### Exercise details
Return each line in the records below that includes "struct".

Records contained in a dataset

-.-.-

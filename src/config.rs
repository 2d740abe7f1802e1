use crate::api::endpoints::DEFAULT_BASE_URL;
use crate::error::AppError;
use std::env;

/// Client configuration. Owns the API key; there is no process-wide copy.
#[derive(Debug, Clone)]
pub struct Config {
    pub api_key: Option<String>,
    pub base_url: String,
}

impl Config {
    pub fn new(base_url: impl Into<String>) -> Result<Self, AppError> {
        let base_url = base_url.into().trim_end_matches('/').to_string();
        if base_url.is_empty() {
            return Err(AppError::ConfigError("base URL is empty".to_string()));
        }

        Ok(Config {
            api_key: None,
            base_url,
        })
    }

    pub fn with_api_key(mut self, api_key: impl Into<String>) -> Self {
        self.api_key = Some(api_key.into());
        self
    }

    /// Reads `TRN_API_KEY` and `PUBG_TRACKER_BASE_URL`, honouring a `.env` file.
    /// A missing key is fine here; it is reported when a request needs it.
    /// `base_url` takes precedence over the environment when given.
    pub fn from_env(base_url: Option<String>) -> Result<Self, AppError> {
        dotenvy::dotenv().ok();

        let base_url = match base_url {
            Some(url) => url,
            None => env::var("PUBG_TRACKER_BASE_URL")
                .unwrap_or_else(|_| DEFAULT_BASE_URL.to_string()),
        };
        let mut config = Config::new(base_url)?;
        config.api_key = env::var("TRN_API_KEY").ok().filter(|k| !k.is_empty());

        Ok(config)
    }
}

impl Default for Config {
    fn default() -> Self {
        Config {
            api_key: None,
            base_url: DEFAULT_BASE_URL.to_string(),
        }
    }
}

#[cfg(test)]
mod tests {
    use super::*;

    #[test]
    fn trailing_slash_is_dropped() {
        let config = Config::new("http://127.0.0.1:1234/").unwrap();
        assert_eq!(config.base_url, "http://127.0.0.1:1234");
    }

    #[test]
    fn empty_base_url_is_rejected() {
        assert!(matches!(Config::new("/"), Err(AppError::ConfigError(_))));
    }

    #[test]
    fn default_points_at_public_api_without_key() {
        let config = Config::default();
        assert_eq!(config.base_url, "https://pubgtracker.com/api");
        assert!(config.api_key.is_none());
    }

    #[test]
    fn explicit_base_url_overrides_environment() {
        env::set_var("PUBG_TRACKER_BASE_URL", "");
        assert!(matches!(Config::from_env(None), Err(AppError::ConfigError(_))));

        let config = Config::from_env(Some("http://127.0.0.1:8080".to_string())).unwrap();
        assert_eq!(config.base_url, "http://127.0.0.1:8080");
        env::remove_var("PUBG_TRACKER_BASE_URL");
    }

    #[test]
    fn with_api_key_sets_key() {
        let config = Config::default().with_api_key("abc-123");
        assert_eq!(config.api_key.as_deref(), Some("abc-123"));
    }
}
use clap::{Parser, Subcommand};
use pubg_tracker::display::output::{
    display_error, display_info, display_json, display_stats_table, display_success,
};
use pubg_tracker::{Config, StatsFilter, TrackerClient};
use tracing_subscriber::EnvFilter;

#[derive(Parser, Debug)]
#[command(name = "PUBG Tracker")]
#[command(about = "Look up PUBG player statistics", long_about = None)]
struct Args {
    /// API key (overrides TRN_API_KEY)
    #[arg(long, global = true)]
    api_key: Option<String>,

    /// API base URL (overrides PUBG_TRACKER_BASE_URL)
    #[arg(long, global = true)]
    base_url: Option<String>,

    #[command(subcommand)]
    command: Command,
}

#[derive(Subcommand, Debug)]
enum Command {
    /// Print the raw statistics of a player
    Stats {
        /// Player nickname
        nickname: String,
    },

    /// Find a player by Steam ID
    Search {
        /// 64-bit Steam ID
        steam_id: String,
    },

    /// Show a player's stats filtered by region, match mode and season
    Filter {
        /// Player nickname
        nickname: String,

        /// Region (e.g. na, eu, agg)
        #[arg(short, long)]
        region: Option<String>,

        /// Match mode (solo, duo, squad)
        #[arg(short, long = "match")]
        match_mode: Option<String>,

        /// Season identifier (e.g. 2017-pre1)
        #[arg(short, long)]
        season: Option<String>,

        /// Show the nested per-stat rows of the matching records
        #[arg(long)]
        expand: bool,

        /// Print the rows as JSON instead of a table
        #[arg(long)]
        json: bool,
    },
}

fn main() {
    tracing_subscriber::fmt()
        .with_writer(std::io::stderr)
        .with_env_filter(
            EnvFilter::try_from_default_env()
                .unwrap_or_else(|_| EnvFilter::new("pubg_tracker=info")),
        )
        .init();

    let args = Args::parse();

    if let Err(e) = run(args) {
        display_error(&e.to_string());
        std::process::exit(1);
    }
}

fn run(args: Args) -> anyhow::Result<()> {
    let config = Config::from_env(args.base_url)?;
    let mut client = TrackerClient::new(config);
    if let Some(api_key) = args.api_key {
        client.set_api_key(api_key);
    }

    match args.command {
        Command::Stats { nickname } => {
            display_info(&format!("Fetching stats for {}", nickname));
            let stats = client.fetch_player_stats(&nickname)?;
            display_json(&stats);
        }
        Command::Search { steam_id } => {
            display_info(&format!("Searching for Steam ID {}", steam_id));
            let player = client.find_player_by_steam_id(&steam_id)?;
            display_success("Player found");
            display_json(&player);
        }
        Command::Filter {
            nickname,
            region,
            match_mode,
            season,
            expand,
            json,
        } => {
            let filter = StatsFilter {
                region,
                match_mode,
                season,
            };
            display_info(&format!("Fetching filtered stats for {}", nickname));
            let table = client.fetch_filtered_stats(&nickname, &filter)?;

            let (table, title) = if expand {
                (table.expand_nested()?, format!("Detailed stats for {}", nickname))
            } else {
                (table, format!("Stats for {}", nickname))
            };

            if json {
                display_json(&serde_json::to_value(&table)?);
            } else {
                display_stats_table(&table, &title);
            }
        }
    }

    Ok(())
}
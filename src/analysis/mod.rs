pub mod stats_table;
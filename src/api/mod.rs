pub mod client;
pub mod endpoints;
pub mod models;
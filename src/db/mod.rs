use async_trait::async_trait;

use crate::types::{error::AppError, user::User};

pub mod json_file;
pub mod memory;
pub mod user;
pub mod user_service;

/// Whole-collection storage for user records.
///
/// `load` hands back every record in stored order and `save` replaces the
/// entire collection. There is no keyed access and no isolation between a
/// `load` and the following `save`.
#[async_trait]
pub trait UserStore: Send + Sync {
    async fn load(&self) -> Result<Vec<User>, AppError>;

    async fn save(&self, users: &[User]) -> Result<(), AppError>;
}
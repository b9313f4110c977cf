use super::user_service::UserService;
use crate::types::{
    error::AppError,
    user::{RLogin, RRegister, User},
};
use tracing::info;

/// Absent and empty both count as missing.
fn required(field: Option<String>) -> Option<String> {
    field.filter(|v| !v.is_empty())
}

impl UserService {
    /// Signup: append a new record after a full scan for the username.
    pub async fn register_user(&self, payload: RRegister) -> Result<User, AppError> {
        let (Some(username), Some(password), Some(role)) = (
            required(payload.username),
            required(payload.password),
            required(payload.role),
        ) else {
            return Err(AppError::MissingFields);
        };

        let mut users = self.store.load().await?;
        if users.iter().any(|u| u.username == username) {
            return Err(AppError::DuplicateUser);
        }

        let user = User {
            username,
            password,
            role,
        };
        users.push(user.clone());
        self.store.save(&users).await?;

        info!("Registered user {} with role {}", user.username, user.role);
        Ok(user)
    }

    /// Returns the first record matching both username and password.
    pub async fn login_user(&self, payload: RLogin) -> Result<User, AppError> {
        let (Some(username), Some(password)) =
            (required(payload.username), required(payload.password))
        else {
            return Err(AppError::MissingFields);
        };

        self.store
            .load()
            .await?
            .into_iter()
            .find(|u| u.username == username && u.password == password)
            .ok_or(AppError::InvalidCredentials)
    }
}
use std::io::ErrorKind;
use std::path::{Path, PathBuf};

use async_trait::async_trait;
use serde_json::Value;
use tokio::fs;
use tracing::{debug, warn};

use super::UserStore;
use crate::types::{error::AppError, user::User};

/// Users kept as a pretty-printed JSON array in a single file.
#[derive(Clone, Debug)]
pub struct JsonFileStore {
    path: PathBuf,
}

impl JsonFileStore {
    pub fn new(path: impl Into<PathBuf>) -> Self {
        Self { path: path.into() }
    }

    pub fn path(&self) -> &Path {
        &self.path
    }
}

#[async_trait]
impl UserStore for JsonFileStore {
    /// A missing file and text that is not JSON both read as an empty store.
    /// Well-formed JSON is kept; records lacking a password or role still load.
    async fn load(&self) -> Result<Vec<User>, AppError> {
        let raw = match fs::read(&self.path).await {
            Ok(raw) => raw,
            Err(e) if e.kind() == ErrorKind::NotFound => {
                debug!("user store {:?} does not exist yet", self.path);
                return Ok(Vec::new());
            }
            Err(e) => return Err(e.into()),
        };

        let document = match serde_json::from_slice::<Value>(&raw) {
            Ok(document) => document,
            Err(e) => {
                warn!("user store {:?} is not valid JSON, treating as empty: {}", self.path, e);
                return Ok(Vec::new());
            }
        };

        // Valid JSON that is not an array of records is an error.
        Ok(serde_json::from_value(document)?)
    }

    // Truncates in place. A crash mid-write leaves a partial file.
    async fn save(&self, users: &[User]) -> Result<(), AppError> {
        let payload = serde_json::to_string_pretty(users)?;
        fs::write(&self.path, payload).await?;
        debug!("wrote {} users to {:?}", users.len(), self.path);
        Ok(())
    }
}
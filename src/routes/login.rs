use actix_web::{post, web};
use std::sync::Arc;

use crate::db::user_service::UserService;
use crate::types::response::{ApiResponse, ApiResult};
use crate::types::user::{LoginRes, RLogin};

#[post("")]
async fn login(
    _req: actix_web::HttpRequest,
    users: web::Data<Arc<UserService>>,
    body: web::Json<RLogin>,
) -> ApiResult<LoginRes> {
    let user = users.login_user(body.into_inner()).await?;

    Ok(ApiResponse::Ok(LoginRes {
        success: true,
        message: "login successful".to_string(),
        role: user.role,
    }))
}
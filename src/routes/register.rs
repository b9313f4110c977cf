use actix_web::{post, web};
use std::sync::Arc;

use crate::db::user_service::UserService;
use crate::types::response::{ApiResponse, ApiResult};
use crate::types::user::{RRegister, RegisterRes};

#[post("")]
async fn register(
    _req: actix_web::HttpRequest,
    users: web::Data<Arc<UserService>>,
    body: web::Json<RRegister>,
) -> ApiResult<RegisterRes> {
    users.register_user(body.into_inner()).await?;

    Ok(ApiResponse::Created(RegisterRes {
        success: true,
        message: "user registered".to_string(),
    }))
}
use serde::Serialize;
use crate::types::error::AppError;
use actix_web::{HttpResponse, Responder};

pub enum ApiResponse<T> {
    Ok(T),
    EmptyOk,
    Created(T),
}

impl<T: Serialize> Responder for ApiResponse<T> {
    type Body = actix_web::body::BoxBody;
    fn respond_to(self, _: &actix_web::HttpRequest) -> HttpResponse {
        match self {
            ApiResponse::Ok(v) => HttpResponse::Ok().json(v),
            ApiResponse::EmptyOk => HttpResponse::Ok().finish(),
            ApiResponse::Created(v) => HttpResponse::Created().json(v),
        }
    }
}

pub type ApiResult<T> = Result<ApiResponse<T>, AppError>;
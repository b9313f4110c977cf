pub mod config;
pub mod db;
pub mod routes;
pub mod types;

-.-.-

### Task answer
pub struct Config {
struct Args {
pub struct JsonFileStore {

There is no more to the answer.